State Dept: Mojahedin Khalq backers claims not true

State Dept. Refutes Ridge Claim That MEK Has Special Protection Under Geneva Convention

When a who’s who of Washington heavyweights spoke at a panel two weeks ago on behalf of the MEK, an Iranian opposition group currently considered a terrorist organization by the State Department, former Homeland Security Secretary Tom Ridge made a claim that the members of the group who currently reside in Iraq enjoy special protection under the Geneva Convention. But the State Department tells TPM that’s not true.

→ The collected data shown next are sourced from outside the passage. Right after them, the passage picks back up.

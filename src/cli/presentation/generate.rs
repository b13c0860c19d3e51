//! Generate command summary.

use crate::resource::Resource;
use std::path::PathBuf;

/// What a finished `generate` run reports.
#[derive(Debug, Clone, PartialEq, Eq)]
pub struct GenerateSummary {
    pub project_name: String,
    pub output_dir: PathBuf,
    pub models: usize,
    pub roles: usize,
    pub functions: usize,
    pub storages: usize,
    /// None for dry runs
    pub state_path: Option<PathBuf>,
    pub state_entries: usize,
}

impl GenerateSummary {
    pub fn from_resource(resource: &Resource) -> Self {
        Self {
            project_name: String::new(),
            output_dir: PathBuf::new(),
            models: resource.tables.len(),
            roles: resource.roles.len(),
            functions: resource.functions.len(),
            storages: resource.storages.len(),
            state_path: None,
            state_entries: 0,
        }
    }
}

pub fn format_generate_summary(summary: &GenerateSummary) -> String {
    let mut lines = vec![
        super::heading(&format!("Generated {}", summary.project_name)),
        format!("  Output:    {}", summary.output_dir.display()),
        format!("  Models:    {}", summary.models),
        format!("  Roles:     {}", summary.roles),
        format!("  Rpc:       {}", summary.functions),
        format!("  Storages:  {}", summary.storages),
    ];
    match &summary.state_path {
        Some(path) => lines.push(format!(
            "  State:     {} ({} entries)",
            path.display(),
            summary.state_entries
        )),
        None => lines.push(format!(
            "  State:     dry run, not saved ({} entries)",
            summary.state_entries
        )),
    }
    lines.join("\n")
}
//! Property-based tests for relation inference guarantees

use proptest::prelude::*;
use schemaforge::relation::{build_relation_map, table_map, RelationKind};
use schemaforge::resource::{Relationship, Table};
use schemaforge::types::TableKey;
use std::collections::BTreeMap;

const NAMES: [&str; 5] = ["accounts", "orders", "items", "tags", "links"];

fn edge(source: usize, target: usize, column: usize) -> Relationship {
    Relationship {
        constraint_name: format!("fk_{}_{}_{}", source, target, column),
        source_schema: "public".to_string(),
        source_table: NAMES[source].to_string(),
        source_column: format!("{}_id_{}", NAMES[target], column),
        target_schema: "public".to_string(),
        target_table: NAMES[target].to_string(),
        target_column: "id".to_string(),
    }
}

/// Every edge is reported on both of its tables, like the remote schema does.
fn tables_from_edges(edges: &[(usize, usize, usize)]) -> Vec<Table> {
    let mut by_name: BTreeMap<usize, Vec<Relationship>> = BTreeMap::new();
    for &(source, target, column) in edges {
        by_name.entry(source).or_default().push(edge(source, target, column));
        if target != source {
            by_name.entry(target).or_default().push(edge(source, target, column));
        }
    }
    (0..NAMES.len())
        .map(|i| Table {
            schema: "public".to_string(),
            name: NAMES[i].to_string(),
            columns: vec![],
            primary_keys: vec!["id".to_string()],
            relationships: by_name.remove(&i).unwrap_or_default(),
        })
        .collect()
}

fn edges_strategy() -> impl Strategy<Value = Vec<(usize, usize, usize)>> {
    prop::collection::vec((0..NAMES.len(), 0..NAMES.len(), 0..3usize), 0..12)
}

proptest! {
    #[test]
    fn relation_map_is_deterministic(edges in edges_strategy()) {
        let tables = table_map(&tables_from_edges(&edges));
        prop_assert_eq!(build_relation_map(&tables), build_relation_map(&tables));
    }

    #[test]
    fn input_order_does_not_change_the_map(
        (edges, shuffled) in edges_strategy().prop_flat_map(|edges| {
            let tables = tables_from_edges(&edges);
            (Just(edges), Just(tables).prop_shuffle())
        })
    ) {
        let ordered = build_relation_map(&table_map(&tables_from_edges(&edges)));
        let shuffled = build_relation_map(&table_map(&shuffled));
        prop_assert_eq!(ordered, shuffled);
    }

    #[test]
    fn many_to_many_never_points_back_at_owner(edges in edges_strategy()) {
        let relations = build_relation_map(&table_map(&tables_from_edges(&edges)));
        for (owner, entries) in &relations {
            for relation in entries.iter().filter(|r| r.kind == RelationKind::ManyToMany) {
                prop_assert_ne!(&relation.target_key(), owner);
                prop_assert!(relation.join.is_some());
            }
        }
    }

    #[test]
    fn direct_relations_follow_edge_order(edges in edges_strategy()) {
        let tables = tables_from_edges(&edges);
        let relations = build_relation_map(&table_map(&tables));
        for table in tables.iter().filter(|t| !t.relationships.is_empty()) {
            // pivots processed earlier may already have added many-to-many entries
            let direct: Vec<_> = relations[&table.key()]
                .iter()
                .filter(|r| r.kind != RelationKind::ManyToMany)
                .collect();
            prop_assert_eq!(direct.len(), table.relationships.len());
            for (relation, edge) in direct.into_iter().zip(&table.relationships) {
                let expected = if edge.source_table == table.name {
                    RelationKind::HasOne
                } else {
                    RelationKind::HasMany
                };
                prop_assert_eq!(relation.kind, expected);
                prop_assert_eq!(&relation.foreign_key, &edge.source_column);
            }
        }
    }

    #[test]
    fn tables_without_edges_only_appear_as_pivot_targets(edges in edges_strategy()) {
        let tables = tables_from_edges(&edges);
        let relations = build_relation_map(&table_map(&tables));
        for table in tables.iter().filter(|t| t.relationships.is_empty()) {
            let key: TableKey = table.key();
            if let Some(entry) = relations.get(&key) {
                prop_assert!(entry.iter().all(|r| r.kind == RelationKind::ManyToMany));
            }
        }
    }
}
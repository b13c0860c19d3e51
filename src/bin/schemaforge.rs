//! schemaforge CLI Binary
//!
//! Command-line interface for schema import and resource generation.

use clap::Parser;
use schemaforge::cli::{map_error, Cli, RunContext};
use schemaforge::config::ConfigLoader;
use schemaforge::logging::{init_logging, LoggingConfig};
use std::process;
use tracing::{error, info};

fn main() {
    let cli = Cli::parse();

    let logging_config = build_logging_config(&cli);
    if let Err(e) = init_logging(Some(&logging_config)) {
        eprintln!("Failed to initialize logging: {}", e);
        process::exit(1);
    }

    info!("schemaforge starting");

    let context = match RunContext::new(cli.project.clone(), cli.config.clone()) {
        Ok(ctx) => ctx,
        Err(e) => {
            error!("Error loading project configuration: {}", e);
            eprintln!("{}", map_error(&e));
            process::exit(1);
        }
    };

    match context.execute(&cli.command) {
        Ok(output) => {
            info!("Command completed successfully");
            println!("{}", output);
        }
        Err(e) => {
            error!("Command failed: {}", e);
            eprintln!("{}", map_error(&e));
            process::exit(1);
        }
    }
}

/// CLI flags over the configured logging section. Without `--verbose`
/// logging is off.
fn build_logging_config(cli: &Cli) -> LoggingConfig {
    if !cli.verbose {
        return LoggingConfig {
            level: "off".to_string(),
            ..LoggingConfig::default()
        };
    }

    let loaded = match cli.config {
        Some(ref path) => ConfigLoader::load_from_file(path),
        None => ConfigLoader::load(&cli.project),
    };
    let mut config = loaded.map(|c| c.logging).unwrap_or_default();
    config.enabled = true;

    if let Some(ref level) = cli.log_level {
        config.level = level.clone();
    }
    if let Some(ref format) = cli.log_format {
        config.format = format.clone();
    }
    if let Some(ref output) = cli.log_output {
        config.output = output.clone();
    }
    if let Some(ref file) = cli.log_file {
        config.file = Some(file.clone());
        if cli.log_output.is_none() {
            config.output = "file".to_string();
        }
    }

    config
}
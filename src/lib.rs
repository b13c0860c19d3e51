//! schemaforge: Relation-Aware Resource Generation
//!
//! Turns a snapshot of remote database schema objects (tables, foreign keys,
//! policies, roles, functions, storage buckets) into generated project
//! sources. Relations are inferred from raw foreign-key edges, including
//! many-to-many relations implied by pivot tables, and every run is
//! reconciled against the persisted import state.

pub mod cli;
pub mod config;
pub mod error;
pub mod generation;
pub mod logging;
pub mod naming;
pub mod orchestrator;
pub mod relation;
pub mod resource;
pub mod state;
pub mod types;

pub use error::ApiError;
pub use orchestrator::{generate_resources, GenerationOrchestrator};
pub mod global_file;
pub mod workspace_file;
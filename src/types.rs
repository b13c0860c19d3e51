//! Shared identity types.

use serde::{Deserialize, Serialize};
use std::fmt;

/// Composite table identity: (schema, name).
///
/// Ordered by schema then name, which is the iteration order of every
/// table-keyed map in the crate.
#[derive(Debug, Clone, PartialEq, Eq, PartialOrd, Ord, Hash, Serialize, Deserialize)]
pub struct TableKey {
    pub schema: String,
    pub name: String,
}

impl TableKey {
    pub fn new(schema: impl Into<String>, name: impl Into<String>) -> Self {
        Self {
            schema: schema.into(),
            name: name.into(),
        }
    }
}

impl fmt::Display for TableKey {
    fn fmt(&self, f: &mut fmt::Formatter<'_>) -> fmt::Result {
        write!(f, "{}.{}", self.schema, self.name)
    }
}

/// Resource categories, in the order the generation worker processes them.
#[derive(Debug, Clone, Copy, PartialEq, Eq, PartialOrd, Ord, Hash, Serialize, Deserialize)]
#[serde(rename_all = "lowercase")]
pub enum ResourceCategory {
    Model,
    Role,
    Rpc,
    Storage,
}

impl ResourceCategory {
    pub const ALL: [ResourceCategory; 4] = [
        ResourceCategory::Model,
        ResourceCategory::Role,
        ResourceCategory::Rpc,
        ResourceCategory::Storage,
    ];

    pub fn as_str(&self) -> &'static str {
        match self {
            ResourceCategory::Model => "model",
            ResourceCategory::Role => "role",
            ResourceCategory::Rpc => "rpc",
            ResourceCategory::Storage => "storage",
        }
    }

    /// Output sub-directory for generated files of this category.
    pub fn output_dir(&self) -> &'static str {
        match self {
            ResourceCategory::Model => "models",
            ResourceCategory::Role => "roles",
            ResourceCategory::Rpc => "rpc",
            ResourceCategory::Storage => "storages",
        }
    }
}

impl fmt::Display for ResourceCategory {
    fn fmt(&self, f: &mut fmt::Formatter<'_>) -> fmt::Result {
        f.write_str(self.as_str())
    }
}
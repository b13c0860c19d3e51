//! Global config file source: ~/.config/schemaforge/config.toml

use config::builder::DefaultState;
use config::{ConfigBuilder, ConfigError, File};
use std::path::PathBuf;
use tracing::debug;

pub fn global_config_path() -> Option<PathBuf> {
    std::env::var_os("HOME").map(|home| {
        PathBuf::from(home)
            .join(".config")
            .join("schemaforge")
            .join("config.toml")
    })
}

/// Adds the global file when it exists; absence is not an error.
pub fn add_to_builder(
    builder: ConfigBuilder<DefaultState>,
) -> Result<ConfigBuilder<DefaultState>, ConfigError> {
    match global_config_path() {
        Some(path) if path.exists() => Ok(builder.add_source(File::from(path).required(false))),
        Some(path) => {
            debug!(config_path = %path.display(), "No global configuration file");
            Ok(builder)
        }
        None => Ok(builder),
    }
}
//! Import decision tracking.
//!
//! A tracker sits between one category's generator and the decision stream.
//! For each generator input it finds the candidate item the input refers to,
//! decides whether that item is already recorded in the prior import state,
//! and publishes the decision before handing the flag back to the generator.

use crate::generation::bind::{BindData, GenerateInput};
use crate::generation::input::ModelInput;
use crate::naming::{snake_to_pascal, to_snake};
use crate::resource::{Bucket, Function, Role};
use crate::state::{ImportDecision, ImportState, ItemKey};
use crate::types::ResourceCategory;
use std::sync::Arc;
use tokio::sync::mpsc;
use tracing::{debug, warn};

/// Capabilities every importable item provides: its category, its identity
/// in the import state, and the equality check against its category's bind
/// data.
pub trait ImportItem {
    const CATEGORY: ResourceCategory;

    fn identity(&self) -> String;

    fn display_name(&self) -> &str;

    fn matches(&self, bind: &BindData) -> bool;
}

impl ImportItem for ModelInput {
    const CATEGORY: ResourceCategory = ResourceCategory::Model;

    fn identity(&self) -> String {
        self.table.key().to_string()
    }

    fn display_name(&self) -> &str {
        &self.table.name
    }

    fn matches(&self, bind: &BindData) -> bool {
        match bind {
            BindData::Model(b) => {
                b.schema == self.table.schema && b.struct_name == snake_to_pascal(&self.table.name)
            }
            _ => false,
        }
    }
}

impl ImportItem for Role {
    const CATEGORY: ResourceCategory = ResourceCategory::Role;

    fn identity(&self) -> String {
        self.name.clone()
    }

    fn display_name(&self) -> &str {
        &self.name
    }

    fn matches(&self, bind: &BindData) -> bool {
        matches!(bind, BindData::Role(b) if b.name == self.name)
    }
}

impl ImportItem for Function {
    const CATEGORY: ResourceCategory = ResourceCategory::Rpc;

    fn identity(&self) -> String {
        format!("{}.{}", self.schema, self.name)
    }

    fn display_name(&self) -> &str {
        &self.name
    }

    fn matches(&self, bind: &BindData) -> bool {
        matches!(
            bind,
            BindData::Rpc(b) if b.schema == self.schema && b.name == snake_to_pascal(&self.name)
        )
    }
}

impl ImportItem for Bucket {
    const CATEGORY: ResourceCategory = ResourceCategory::Storage;

    fn identity(&self) -> String {
        self.name.clone()
    }

    fn display_name(&self) -> &str {
        &self.name
    }

    fn matches(&self, bind: &BindData) -> bool {
        matches!(bind, BindData::Storage(b) if to_snake(&b.name) == to_snake(&self.name))
    }
}

pub type ItemMatcher<T> = fn(&T, &BindData) -> bool;

pub struct ImportDecisionTracker<'a, T, M = ItemMatcher<T>> {
    items: &'a [T],
    matches: M,
    prior: Arc<ImportState>,
    sender: mpsc::Sender<ImportDecision>,
    published: usize,
}

impl<'a, T: ImportItem> ImportDecisionTracker<'a, T> {
    /// Tracker using the item's own equality check.
    pub fn new(
        items: &'a [T],
        prior: Arc<ImportState>,
        sender: mpsc::Sender<ImportDecision>,
    ) -> Self {
        Self::with_matcher(items, T::matches, prior, sender)
    }
}

impl<'a, T, M> ImportDecisionTracker<'a, T, M>
where
    T: ImportItem,
    M: Fn(&T, &BindData) -> bool,
{
    pub fn with_matcher(
        items: &'a [T],
        matches: M,
        prior: Arc<ImportState>,
        sender: mpsc::Sender<ImportDecision>,
    ) -> Self {
        Self {
            items,
            matches,
            prior,
            sender,
            published: 0,
        }
    }

    /// Decide and publish for one generator input.
    ///
    /// Blocks while the decision channel is full; must be called from a
    /// blocking context, never from inside an async task.
    pub fn capture(&mut self, input: &GenerateInput) -> bool {
        let Some(item) = self
            .items
            .iter()
            .find(|item| (self.matches)(*item, &input.bind_data))
        else {
            warn!(
                category = %T::CATEGORY,
                input_category = %input.bind_data.category(),
                output_path = %input.output_path.display(),
                "No import item matches generated input"
            );
            return false;
        };

        let key = ItemKey::new(T::CATEGORY, item.identity());
        let existing = self.prior.contains(&key);
        debug!(
            category = %T::CATEGORY,
            identity = %key.identity,
            existing,
            "Captured import decision"
        );

        let decision = ImportDecision {
            key,
            name: item.display_name().to_string(),
            output_path: input.output_path.clone(),
            existing,
        };
        if self.sender.blocking_send(decision).is_err() {
            warn!(category = %T::CATEGORY, "Decision stream closed, decision dropped");
        } else {
            self.published += 1;
        }

        existing
    }

    pub fn published(&self) -> usize {
        self.published
    }
}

During his remarks, after reading aloud portions of the MEK’s ten-point plan for the future of Iran, which includes calls for a "pluralist system," "separation of church and state," and an Iran "devoid of nuclear weapons and weapons of mass destruction," Ridge made a plea:

That’s the Iran that the resistance, the People’s Mojahedin, MEK, have fought for, believe in. Remember they relinquished their arms. They’re protected under the Geneva Convention. We have to send a message to Al-Maliki and to the Iraqi government. The United States troops handed responsibility of protecting these individuals, who are protected under the Geneva Convention, to you. How can you tolerate those loudspeakers, and what about these incursions that precipitated some problems inside Camp Ashraf? You must heed the admonition. You promised to protect them under the Geneva Convention. Right now, one wonders the sincerity of that initial promise

Ridge was referring to the 3,400 or so MEK members who currently live at Camp Ashraf, north of Baghdad, and who were recently attacked. But the State Department says the Geneva Convention claim is wrong.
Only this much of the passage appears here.